## About this exercise
Check each line of the listing, and copy it if it contains the word "expected".

## Data to examine
++++

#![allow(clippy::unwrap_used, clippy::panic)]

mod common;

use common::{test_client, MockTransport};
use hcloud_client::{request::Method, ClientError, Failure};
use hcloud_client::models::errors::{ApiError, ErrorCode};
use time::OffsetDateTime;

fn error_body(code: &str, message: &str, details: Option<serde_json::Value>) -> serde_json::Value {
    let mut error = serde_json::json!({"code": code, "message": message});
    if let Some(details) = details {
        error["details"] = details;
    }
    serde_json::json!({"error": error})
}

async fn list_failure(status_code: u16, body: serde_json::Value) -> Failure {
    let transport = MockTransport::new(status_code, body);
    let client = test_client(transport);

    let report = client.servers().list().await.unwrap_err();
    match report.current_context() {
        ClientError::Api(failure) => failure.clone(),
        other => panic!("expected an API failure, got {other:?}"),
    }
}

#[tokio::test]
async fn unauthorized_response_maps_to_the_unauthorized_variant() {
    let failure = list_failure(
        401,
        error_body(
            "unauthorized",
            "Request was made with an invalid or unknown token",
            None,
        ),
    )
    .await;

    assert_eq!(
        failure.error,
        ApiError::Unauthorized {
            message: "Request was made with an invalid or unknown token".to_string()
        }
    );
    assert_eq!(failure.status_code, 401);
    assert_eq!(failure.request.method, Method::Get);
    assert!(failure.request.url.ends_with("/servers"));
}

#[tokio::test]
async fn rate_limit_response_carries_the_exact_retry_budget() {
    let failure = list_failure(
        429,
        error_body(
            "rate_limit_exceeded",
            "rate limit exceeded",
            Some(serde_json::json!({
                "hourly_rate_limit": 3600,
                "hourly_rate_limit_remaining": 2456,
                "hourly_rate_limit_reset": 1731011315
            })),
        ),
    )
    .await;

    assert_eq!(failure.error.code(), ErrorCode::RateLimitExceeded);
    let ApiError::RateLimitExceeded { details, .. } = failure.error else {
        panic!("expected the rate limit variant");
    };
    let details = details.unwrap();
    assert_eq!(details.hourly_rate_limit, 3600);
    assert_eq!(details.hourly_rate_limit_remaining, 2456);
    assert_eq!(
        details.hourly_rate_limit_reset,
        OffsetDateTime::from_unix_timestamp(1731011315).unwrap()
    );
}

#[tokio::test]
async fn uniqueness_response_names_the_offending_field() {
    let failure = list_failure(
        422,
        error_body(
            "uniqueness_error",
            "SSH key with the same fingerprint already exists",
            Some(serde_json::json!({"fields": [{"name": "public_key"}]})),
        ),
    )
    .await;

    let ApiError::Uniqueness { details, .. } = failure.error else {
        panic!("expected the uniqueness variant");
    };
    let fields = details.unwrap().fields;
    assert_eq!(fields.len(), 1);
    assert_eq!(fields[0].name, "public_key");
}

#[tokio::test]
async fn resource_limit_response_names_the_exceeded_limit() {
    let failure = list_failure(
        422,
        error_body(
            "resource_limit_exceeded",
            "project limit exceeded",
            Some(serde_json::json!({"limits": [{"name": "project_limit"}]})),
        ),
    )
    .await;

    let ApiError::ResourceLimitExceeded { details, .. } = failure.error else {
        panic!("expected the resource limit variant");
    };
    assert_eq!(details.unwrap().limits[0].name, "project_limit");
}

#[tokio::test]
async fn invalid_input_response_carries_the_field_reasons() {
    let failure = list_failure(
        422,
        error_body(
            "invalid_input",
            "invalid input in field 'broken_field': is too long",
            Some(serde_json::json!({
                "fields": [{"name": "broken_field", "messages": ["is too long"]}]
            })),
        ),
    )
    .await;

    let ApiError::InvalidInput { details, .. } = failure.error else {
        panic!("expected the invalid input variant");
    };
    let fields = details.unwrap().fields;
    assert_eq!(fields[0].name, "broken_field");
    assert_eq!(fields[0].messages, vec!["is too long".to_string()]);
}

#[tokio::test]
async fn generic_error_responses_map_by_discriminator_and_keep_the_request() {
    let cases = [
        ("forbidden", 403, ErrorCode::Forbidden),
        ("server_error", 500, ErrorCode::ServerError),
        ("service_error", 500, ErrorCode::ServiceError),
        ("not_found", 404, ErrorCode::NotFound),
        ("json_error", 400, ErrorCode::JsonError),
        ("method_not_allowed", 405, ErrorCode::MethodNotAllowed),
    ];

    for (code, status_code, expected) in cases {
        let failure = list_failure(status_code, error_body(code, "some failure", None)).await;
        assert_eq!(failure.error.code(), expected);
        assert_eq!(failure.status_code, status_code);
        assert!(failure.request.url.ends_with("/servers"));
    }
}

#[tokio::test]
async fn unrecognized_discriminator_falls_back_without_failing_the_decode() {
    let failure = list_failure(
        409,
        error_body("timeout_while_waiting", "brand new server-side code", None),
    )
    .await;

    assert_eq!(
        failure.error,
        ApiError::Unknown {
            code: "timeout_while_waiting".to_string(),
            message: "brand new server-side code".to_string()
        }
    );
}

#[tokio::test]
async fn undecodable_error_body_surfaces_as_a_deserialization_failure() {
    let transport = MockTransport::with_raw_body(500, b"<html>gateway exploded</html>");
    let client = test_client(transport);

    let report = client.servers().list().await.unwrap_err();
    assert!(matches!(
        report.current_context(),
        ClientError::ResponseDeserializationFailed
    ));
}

++++

## Output of the exercise
        other => panic!("expected an API failure, got {other:?}"),
        panic!("expected the rate limit variant");
        panic!("expected the uniqueness variant");
        panic!("expected the resource limit variant");
        panic!("expected the invalid input variant");
    for (code, status_code, expected) in cases {
        assert_eq!(failure.error.code(), expected);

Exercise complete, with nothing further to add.